The opera company’s general director, Aiden Lang, wanted to open up opportunities to engage with the Emerald City’s arts community, and was familiar with the original opera, when he sang the role of Leonato in college. He brought on John Langs as stage director and Seattle Symphony conductor Ludovic Morlot.

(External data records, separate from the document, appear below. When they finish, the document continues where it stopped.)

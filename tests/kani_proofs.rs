//! Kani verification proofs for heap operations
//!
//! Kani is AWS's model checker for Rust. It can verify properties of Rust code
//! by checking all possible executions up to certain bounds.
//!
//! To run these proofs:
//!   cargo kani --tests

#[cfg(kani)]
use mergeable_heaps::lazy_binomial::LazyBinomialHeap;
#[cfg(kani)]
use mergeable_heaps::sorted::SortedLinkedHeap;
#[cfg(kani)]
use mergeable_heaps::unsorted::UnsortedLinkedHeap;
#[cfg(kani)]
use mergeable_heaps::MergeableHeap;

/// Insert then extract returns the smallest of three arbitrary keys
#[cfg(kani)]
fn check_three_keys<H: MergeableHeap<u8>>() {
    let a: u8 = kani::any();
    let b: u8 = kani::any();
    let c: u8 = kani::any();

    let mut heap = H::new();
    heap.insert(a);
    heap.insert(b);
    heap.insert(c);
    assert!(heap.len() == 3);

    let smallest = a.min(b).min(c);
    assert!(heap.minimum() == Some(&smallest));
    assert!(heap.extract_min() == Some(smallest));
    assert!(heap.len() == 2);

    let first = heap.extract_min();
    let second = heap.extract_min();
    assert!(first <= second);
    assert!(heap.extract_min().is_none());
    assert!(heap.is_empty());
}

/// Merge conserves the total length and empties the donor
#[cfg(kani)]
fn check_merge<H: MergeableHeap<u8>>() {
    let a: u8 = kani::any();
    let b: u8 = kani::any();
    let c: u8 = kani::any();

    let mut left = H::new();
    left.insert(a);
    let mut right = H::new();
    right.insert(b);
    right.insert(c);

    left.merge(&mut right);
    assert!(left.len() == 3);
    assert!(right.is_empty());
    assert!(right.minimum().is_none());
    assert!(left.minimum() == Some(&a.min(b).min(c)));
}

#[cfg(kani)]
#[kani::proof]
#[kani::unwind(8)]
fn verify_unsorted_three_keys() {
    check_three_keys::<UnsortedLinkedHeap<u8>>();
}

#[cfg(kani)]
#[kani::proof]
#[kani::unwind(8)]
fn verify_sorted_three_keys() {
    check_three_keys::<SortedLinkedHeap<u8>>();
}

#[cfg(kani)]
#[kani::proof]
#[kani::unwind(8)]
fn verify_lazy_binomial_three_keys() {
    check_three_keys::<LazyBinomialHeap<u8>>();
}

#[cfg(kani)]
#[kani::proof]
#[kani::unwind(8)]
fn verify_unsorted_merge() {
    check_merge::<UnsortedLinkedHeap<u8>>();
}

#[cfg(kani)]
#[kani::proof]
#[kani::unwind(8)]
fn verify_sorted_merge() {
    check_merge::<SortedLinkedHeap<u8>>();
}

#[cfg(kani)]
#[kani::proof]
#[kani::unwind(8)]
fn verify_lazy_binomial_merge() {
    check_merge::<LazyBinomialHeap<u8>>();
}

/// Extracting from an empty heap is a no-op for every algorithm
#[cfg(kani)]
#[kani::proof]
fn verify_empty_extract() {
    let mut unsorted = UnsortedLinkedHeap::<u8>::new();
    let mut sorted = SortedLinkedHeap::<u8>::new();
    let mut lazy = LazyBinomialHeap::<u8>::new();
    assert!(unsorted.extract_min().is_none());
    assert!(sorted.extract_min().is_none());
    assert!(lazy.extract_min().is_none());
    assert!(unsorted.is_empty() && sorted.is_empty() && lazy.is_empty());
}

Fulfilling dual missions, the opera kicked off the 2018 Seattle Celebrates Shakespeare festival, and closes out the Seattle Symphony’s Berlioz retrospective. (This was also Morlot’s debut with the opera company.) A strong cadre of singers, creative incorporation of the original play, and changes to infuse the lighthearted fun with a little drama made this an engaging introduction to Berlioz’s operas, and a gratifying change from more standard comedic ones.

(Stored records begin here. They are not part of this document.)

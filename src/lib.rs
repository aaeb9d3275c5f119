//! Mergeable Heap Data Structures for Rust
//!
//! This crate provides three interchangeable implementations of the mergeable
//! heap (meldable priority queue) abstraction: make-heap, insert, minimum,
//! extract-min and union of two heaps. They share one trait,
//! [`MergeableHeap`], and trade cost between operations differently.
//!
//! # Features
//!
//! - **Unsorted Linked Heap**: O(1) insert, minimum and merge; O(n) extract-min
//! - **Sorted Linked Heap**: O(1) minimum and extract-min; O(n) insert; O(n + m) merge
//! - **Lazy Binomial Heap**: O(1) insert, minimum and merge; O(log n) amortized extract-min
//!
//! All heaps are single-owner, single-threaded containers. Merging moves the
//! nodes of one heap into another and leaves the donor empty.
//!
//! # Example
//!
//! ```rust
//! use mergeable_heaps::lazy_binomial::LazyBinomialHeap;
//! use mergeable_heaps::MergeableHeap;
//!
//! let mut a = LazyBinomialHeap::new();
//! a.insert(10);
//! a.insert(5);
//!
//! let mut b = LazyBinomialHeap::new();
//! b.insert(15);
//! b.insert(20);
//!
//! a.merge(&mut b);
//! assert_eq!(a.minimum(), Some(&5));
//!
//! let mut ascending = Vec::new();
//! a.sort_with(|key| ascending.push(*key));
//! assert_eq!(ascending, vec![5, 10, 15, 20]);
//! assert_eq!(a.len(), 4);
//! ```

pub mod any;
pub mod lazy_binomial;
pub mod sorted;
pub mod traits;
pub mod unsorted;

// Re-export the main trait for convenience
pub use any::{Algorithm, AnyHeap};
pub use traits::{HeapError, MergeableHeap};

As the collaboration took shape, Lang, Langs, and Morlot agreed that changes were needed. They replaced Berlioz’s clunky, French-language libretto with with Shakespeare’s original words. But this necessitated a second change: singing the opera in English rather than French. Finally, while Berlioz eliminated key Shakespearean characters, Langs felt the drama would be aided by including the play’s key crisis between naive lovers Claudio and Hero—when Claudio believes Hero has cheated on him with another man. Morlot supplemented this addition using music that he mined from other Berlioz works, including La damnation de Faust.

Did these changes work? Surprisingly, yes. The inclusion of dialogue from the original play added a dimension of dramatic purpose that is often lacking in comedies. Claudio’s extra scenes and the new music were incorporated seamlessly. I was most hesitant about the French-to-English translation, but the result, expertly crafted by Amanda Holden, was as natural to the ears as the original.

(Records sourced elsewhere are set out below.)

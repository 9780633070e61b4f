use crate::config::VideoSelection;
use rand::Rng;
use rand::seq::SliceRandom;

/// 依照數量上限與是否隨機抽樣，決定要處理的影片
///
/// - 只有上限：取走訪順序的前 `limit` 個
/// - 隨機抽樣：不重複地均勻抽出 `min(limit, 總數)` 個（沒有上限時為全部，順序打亂）
#[must_use]
pub fn select_videos<T: Clone, R: Rng + ?Sized>(
    mut videos: Vec<T>,
    selection: &VideoSelection,
    rng: &mut R,
) -> Vec<T> {
    let amount = selection.limit.map_or(videos.len(), |limit| limit.min(videos.len()));

    if selection.random_sample {
        return videos.choose_multiple(rng, amount).cloned().collect();
    }

    videos.truncate(amount);
    videos
}

#[cfg(test)]
mod tests {
    use super::*;
    use rand::SeedableRng;
    use rand::rngs::StdRng;
    use std::collections::{HashMap, HashSet};

    fn videos() -> Vec<String> {
        (0..10).map(|i| format!("video_{i:02}.mkv")).collect()
    }

    #[test]
    fn test_limit_takes_first_in_order() {
        let selection = VideoSelection {
            limit: Some(5),
            random_sample: false,
        };
        let selected = select_videos(videos(), &selection, &mut StdRng::seed_from_u64(0));
        assert_eq!(selected, videos()[..5].to_vec());
    }

    #[test]
    fn test_no_limit_keeps_everything() {
        let selected = select_videos(
            videos(),
            &VideoSelection::default(),
            &mut StdRng::seed_from_u64(0),
        );
        assert_eq!(selected, videos());
    }

    #[test]
    fn test_limit_larger_than_count() {
        let selection = VideoSelection {
            limit: Some(50),
            random_sample: true,
        };
        let selected = select_videos(videos(), &selection, &mut StdRng::seed_from_u64(0));
        assert_eq!(selected.len(), 10);
    }

    #[test]
    fn test_random_sample_without_duplicates() {
        let selection = VideoSelection {
            limit: Some(5),
            random_sample: true,
        };
        let mut rng = StdRng::seed_from_u64(3);
        for _ in 0..50 {
            let selected = select_videos(videos(), &selection, &mut rng);
            assert_eq!(selected.len(), 5);
            let unique: HashSet<_> = selected.iter().collect();
            assert_eq!(unique.len(), 5);
        }
    }

    #[test]
    fn test_random_sample_covers_all_videos() {
        // 多次抽樣後每部影片都應該被選到，且次數大致平均
        let selection = VideoSelection {
            limit: Some(5),
            random_sample: true,
        };
        let mut rng = StdRng::seed_from_u64(11);
        let mut counts: HashMap<String, usize> = HashMap::new();
        let trials = 2000;
        for _ in 0..trials {
            for video in select_videos(videos(), &selection, &mut rng) {
                *counts.entry(video).or_default() += 1;
            }
        }

        assert_eq!(counts.len(), 10);
        // 期望值 1000 次
        for count in counts.values() {
            assert!((800..=1200).contains(count), "count {count}");
        }
    }

    #[test]
    fn test_random_sample_without_limit_is_permutation() {
        let selection = VideoSelection {
            limit: None,
            random_sample: true,
        };
        let mut selected = select_videos(videos(), &selection, &mut StdRng::seed_from_u64(5));
        selected.sort();
        assert_eq!(selected, videos());
    }
}
//! 功能元件模組
//!
//! 每個子模組實現一個獨立的功能，包含主要邏輯和專用工具

pub mod frame_extractor;

pub use frame_extractor::{BatchReport, BatchRunner, FrameExtractor};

This new production’s artistic achievements also relied on the talents of a fine corps of singers and actors. Andrew Owens (Benedict) and Hanna Hipp (Beatrice) conveyed the duo’s swirling emotions and confidence wonderfully and powerfully—both in song and speech. Craig Verm, who was last in Seattle singing Papageno in The Magic Flute, commanded the attention of the audience as an earnest Claudio. His counterpart, Hero, was played by Shelly Traverse, a Seattle native making her Seattle Opera debut. Amid many special moments, the Act II trio ‘Je vais d’un coeur aimant’ — which featured Hipp, Traverse, and Avery Amereau as Ursula — was an elegantly memorable highlight.

Intelligent and beautifully executed collaborations like this one bring new attention and dimension to the art form and are what audiences should expect from opera troupes in the 21st century. Supported by an array of quality voices, this is an opera many should hear before it wraps up its Seattle run on March 10th.